Tak hanya itu, ia mendapatkan buku pledoi Bambang Isti Nugraha, aktivis yang dikriminalisasi karena membaca dan mendiskusikan buku Pramoedya Ananta Toer. Pada dekade 80-an, Bambang menjadi salah satu pemuda yang diadili karena membaca dan mendiskusikan buku Pramoedya Ananta Toer.
Pengadilan Negeri Yogyakarta menyatakan Bambang dan kawan-kawan melakukan tindakan subversif dan harus menjalani hukuman penjara. Di pengadilan, Bambang menyampaikan pledoi yang kemudian dibukukan. Buku itulah yang didapat Indra di lapak Cikapundung.
Kisah Bambang, menurut Indra, menunjukkan bahwa Indonesia pernah mengalami masa-masa gelap kebudayaan. Orang yang membaca dan mendiskusikan buku Pramoedya Ananta Toer diuber-uber, diciduk, dan dihukum.
“Buku-buku aneh yang kayak gitu saya sering dapat di Cikapundung. Buku-buku ini bagi mahasiswa seksi sehingga menarik untuk didiskusikan,” cerita Indra.
Di tengah pelarangan buku-buku yang dicap berhaluan kiri oleh Orde Baru, lapak buku Cikapundung sepengetahuan Indra belum pernah menjadi sasaran razia buku-buku kiri seperti yang pernah dialami para pedagang buku di Pasar Palasari. Padahal masa itu para pelapak memajang buku-buku pergerakan tersebut di lapaknya bersama buku-buku lainnya, tanpa ditutup-tutupi.
“Razia tidak terdengar di PLN mah. Yang terdengar mah di Palasari. Misalnya tahun 2000-an ada razia buku kiri. Mungkin di Cikapundung tidak terdeteksi da dulu mah Cikapundung lebih banyak majalahnya,” cerita Indra.
Sampai sekarang Indra masih rajin mendatangi para pelapak buku Cikapundung. Namun iklim penjualan buku di sana sudah berubah. Jika dulu para pelapak cenderung kurang memperhatikan jenis-jenis buku, sekarang mereka lebih terbuka sehingga tahu mana buku langka atau antik. Kemajuan pengetahuan para pelapak ini berdampak pada naiknya harga buku-buku langka.

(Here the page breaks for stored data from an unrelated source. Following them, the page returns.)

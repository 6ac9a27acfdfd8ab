use serde::{Deserialize, Serialize};

macro_rules! index_id {
    ($(#[$meta:meta])* $name:ident) => {
        $(#[$meta])*
        #[derive(Debug, Clone, Copy, PartialEq, Eq, Hash, PartialOrd, Ord, Serialize, Deserialize)]
        pub struct $name(pub usize);

        impl $name {
            pub fn index(self) -> usize {
                self.0
            }
        }
    };
}

index_id!(
    /// Position of a layer in the game registry.
    LayerId
);
index_id!(ResourceId);
index_id!(GeneratorId);
index_id!(UpgradeId);
mod builder;
mod error;
mod game;
mod tick;
mod tree;

pub use builder::GameBuilder;
pub use error::{ActionError, TickError, TopologyError};
pub use game::{Game, PurchaseReceipt, ResetReport};
pub use tick::{TickEngine, TickReport};
pub use tree::{Branch, Tree};
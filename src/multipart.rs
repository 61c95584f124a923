//! Multipart/form-data encoding
//!
//! Hand-rolled rather than a generic encoder because the upload endpoint is
//! picky in non-standard ways: Content-Disposition name/filename values must
//! be double-quoted (with no escaping of embedded quotes), while the message
//! Content-Type's boundary parameter must NOT be quoted.

use std::time::{SystemTime, UNIX_EPOCH};

struct Part {
    name: String,
    filename: Option<String>,
    content_type: Option<String>,
    body: Vec<u8>,
}

/// A multipart/form-data message. Parts serialize in insertion order.
pub struct Form {
    boundary: String,
    parts: Vec<Part>,
}

impl Form {
    /// Create a form with a generated boundary.
    pub fn new() -> Form {
        let nanos = SystemTime::now()
            .duration_since(UNIX_EPOCH)
            .unwrap_or_default()
            .as_nanos();
        Form::with_boundary(&format!("----------------------------{nanos:024x}"))
    }

    /// Create a form with a caller-chosen boundary. Surrounding quote
    /// characters are stripped so they can never reach the wire.
    pub fn with_boundary(boundary: &str) -> Form {
        Form {
            boundary: boundary.trim_matches('"').to_string(),
            parts: Vec::new(),
        }
    }

    /// Add a file part. No per-part Content-Type is emitted; the service
    /// sniffs the content.
    pub fn add_bytes(&mut self, name: &str, filename: &str, body: Vec<u8>) {
        self.parts.push(Part {
            name: name.to_string(),
            filename: Some(filename.to_string()),
            content_type: None,
            body,
        });
    }

    /// Add a text part.
    pub fn add_text(&mut self, name: &str, value: &str) {
        self.parts.push(Part {
            name: name.to_string(),
            filename: None,
            content_type: Some("text/plain; charset=utf-8".to_string()),
            body: value.as_bytes().to_vec(),
        });
    }

    /// The message Content-Type header value, with an unquoted boundary
    /// parameter.
    pub fn content_type(&self) -> String {
        format!(
            "multipart/form-data; boundary={}",
            self.boundary.trim_matches('"')
        )
    }

    /// Serialize the message body.
    pub fn encode(&self) -> Vec<u8> {
        let mut out = Vec::new();
        for part in &self.parts {
            out.extend_from_slice(format!("--{}\r\n", self.boundary).as_bytes());

            let mut disposition = format!("Content-Disposition: form-data; name=\"{}\"", part.name);
            if let Some(filename) = &part.filename {
                disposition.push_str(&format!("; filename=\"{filename}\""));
            }
            out.extend_from_slice(disposition.as_bytes());
            out.extend_from_slice(b"\r\n");

            if let Some(content_type) = &part.content_type {
                out.extend_from_slice(format!("Content-Type: {content_type}\r\n").as_bytes());
            }

            out.extend_from_slice(b"\r\n");
            out.extend_from_slice(&part.body);
            out.extend_from_slice(b"\r\n");
        }
        out.extend_from_slice(format!("--{}--\r\n", self.boundary).as_bytes());
        out
    }
}

impl Default for Form {
    fn default() -> Form {
        Form::new()
    }
}
//! Search upload client
//!
//! Owns the whole pipeline: load (and optionally resize) the image, build
//! the multipart body, POST it once with auto-redirects disabled, and read
//! the results URL out of the redirect's Location header.

use std::future::Future;
use std::path::Path;
use std::pin::pin;
use std::time::Duration;

use reqwest::header::{CONTENT_TYPE, LOCATION};
use reqwest::redirect;
use tracing::{debug, info};
use url::Url;

use crate::loader;
use crate::multipart::Form;
use crate::UploadError;

const DEFAULT_ENDPOINT: &str = "https://www.google.com/searchbyimage/upload";

/// Client signature the service expects in the `sbisrc` field. Not part of
/// the protocol proper; updated over time to track a current browser build.
const DEFAULT_SOURCE_TAG: &str = "Google Chrome 107.0.5304.107 (Official) Windows";

const DEFAULT_TIMEOUT: Duration = Duration::from_secs(15);

/// Per-upload options
#[derive(Debug, Clone, Copy, Default)]
pub struct UploadOptions {
    /// Send the image file name alongside the image
    pub include_file_name: bool,
    /// Downsample large images before uploading
    pub resize: bool,
}

/// Search client builder
pub struct SearchClientBuilder {
    endpoint: Url,
    source_tag: String,
    timeout: Duration,
}

impl SearchClientBuilder {
    pub fn new() -> Self {
        Self {
            endpoint: Url::parse(DEFAULT_ENDPOINT).expect("default endpoint is a valid URL"),
            source_tag: DEFAULT_SOURCE_TAG.to_string(),
            timeout: DEFAULT_TIMEOUT,
        }
    }

    pub fn endpoint(mut self, endpoint: Url) -> Self {
        self.endpoint = endpoint;
        self
    }

    pub fn source_tag(mut self, tag: &str) -> Self {
        self.source_tag = tag.to_string();
        self
    }

    /// Overall deadline for one upload call (load, encode, and POST).
    pub fn timeout(mut self, timeout: Duration) -> Self {
        self.timeout = timeout;
        self
    }

    pub fn build(self) -> Result<SearchClient, UploadError> {
        // Success is recognized by the redirect itself, so reqwest must not
        // follow it
        let http = reqwest::Client::builder()
            .redirect(redirect::Policy::none())
            .build()?;

        Ok(SearchClient {
            endpoint: self.endpoint,
            source_tag: self.source_tag,
            timeout: self.timeout,
            http,
        })
    }
}

impl Default for SearchClientBuilder {
    fn default() -> Self {
        Self::new()
    }
}

/// Uploads images to the search service. Holds no per-call state; a single
/// client may serve concurrent uploads.
pub struct SearchClient {
    endpoint: Url,
    source_tag: String,
    timeout: Duration,
    http: reqwest::Client,
}

impl SearchClient {
    /// Create a client with default settings
    pub fn new() -> Result<Self, UploadError> {
        Self::builder().build()
    }

    /// Create a client builder
    pub fn builder() -> SearchClientBuilder {
        SearchClientBuilder::new()
    }

    /// Upload an image and return the results-page URL.
    ///
    /// Makes exactly one POST attempt; the configured timeout covers the
    /// whole call. Success is only a 3xx response carrying a Location
    /// header, returned verbatim; any other response is
    /// [`UploadError::UnexpectedStatus`].
    pub async fn upload(
        &self,
        path: impl AsRef<Path>,
        options: UploadOptions,
    ) -> Result<String, UploadError> {
        match tokio::time::timeout(self.timeout, self.run(path.as_ref(), options)).await {
            Ok(result) => result,
            Err(_) => Err(UploadError::Timeout),
        }
    }

    /// Like [`upload`], racing an external cancel future. The cancel future
    /// is polled first, so a cancellation that has already fired wins before
    /// any file or network activity; completing mid-flight drops the request
    /// and aborts the connection.
    ///
    /// [`upload`]: SearchClient::upload
    pub async fn upload_with_cancel(
        &self,
        path: impl AsRef<Path>,
        options: UploadOptions,
        cancel: impl Future<Output = ()>,
    ) -> Result<String, UploadError> {
        let mut upload = pin!(self.upload(path, options));
        let mut cancel = pin!(cancel);
        tokio::select! {
            biased;
            _ = &mut cancel => Err(UploadError::Canceled),
            result = &mut upload => result,
        }
    }

    async fn run(&self, path: &Path, options: UploadOptions) -> Result<String, UploadError> {
        info!(path = %path.display(), "uploading image");
        let file_name = path
            .file_name()
            .map(|n| n.to_string_lossy().into_owned())
            .unwrap_or_default();
        let image_data = loader::load_image_data(path, options.resize).await?;
        debug!(bytes = image_data.len(), "image data ready");

        let mut form = Form::new();
        form.add_bytes("encoded_image", &file_name, image_data);
        if options.include_file_name {
            form.add_text("filename", &file_name);
        }
        form.add_text("sbisrc", &self.source_tag);

        let response = self
            .http
            .post(self.endpoint.clone())
            .header(CONTENT_TYPE, form.content_type())
            .body(form.encode())
            .send()
            .await?;

        let status = response.status();
        if status.is_redirection() {
            if let Some(location) = response
                .headers()
                .get(LOCATION)
                .and_then(|v| v.to_str().ok())
            {
                info!(url = location, "search results ready");
                return Ok(location.to_string());
            }
        }
        Err(UploadError::UnexpectedStatus(status.as_u16()))
    }
}

#[cfg(test)]
mod tests {
    use super::*;

    #[test]
    fn test_builder_defaults() {
        let client = SearchClient::builder().build().unwrap();
        assert_eq!(client.endpoint.as_str(), DEFAULT_ENDPOINT);
        assert_eq!(client.source_tag, DEFAULT_SOURCE_TAG);
        assert_eq!(client.timeout, Duration::from_secs(15));
    }

    #[test]
    fn test_builder_overrides() {
        let client = SearchClient::builder()
            .endpoint(Url::parse("http://127.0.0.1:1/upload").unwrap())
            .source_tag("TestAgent/1.0")
            .timeout(Duration::from_millis(250))
            .build()
            .unwrap();
        assert_eq!(client.endpoint.host_str(), Some("127.0.0.1"));
        assert_eq!(client.source_tag, "TestAgent/1.0");
        assert_eq!(client.timeout, Duration::from_millis(250));
    }

    #[test]
    fn test_options_default_to_off() {
        let options = UploadOptions::default();
        assert!(!options.include_file_name);
        assert!(!options.resize);
    }
}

Pemasaran buku pun sedikit berubah. Dulu buku-buku langka yang menjadi andalan para pelapak cukup dipajang disatukan dengan buku-buku lainnya, kini para pedagang biasa menawarkan langsung kepada pelanggan atau kolektor. Para pedagang sudah memiliki nomor-nomor kontak kolektor yang menjadi langganan mereka.
Baca Juga: JEJAK-JEJAK LITERASI DI BANDUNG #1: Pasar Palasari di Persimpangan Zaman
JEJAK-JEJAK LITERASI DI BANDUNG #2: Di Bawah Terpal Biru Kios Buku Tjihapit
JEJAK-JEJAK LITERASI DI BANDUNG #3: Asam Garam Toko Buku Bandung
Salamun alias Simon
Salah satu pelapak buku Cikapundung yang namanya cukup terkenal di kalangan pecinta buku dan kolektor bernama Salamun. Orang-orang biasa memanggilnya Simon.
"Saya muslim ya. Orang lain tahunya saya non-nis karena nama saya Simon. Aslinya nama saya Salamun," kata Simon seraya tertawa, saat ditemui BandungBergerak, Agustus 2023.
Simon sudah berjualan buku di Bandung sejak tahun 1979. Ia pernah menjajakan beragam buku, mulai dari buku-buku pergerakan, buku-buku baru, buku lawas, buku antik, dan lain-lain sesuai minat pasar. Di sana ia berjualan bersama lebih dari 24 pelapak yang ngampar di Cikapundung.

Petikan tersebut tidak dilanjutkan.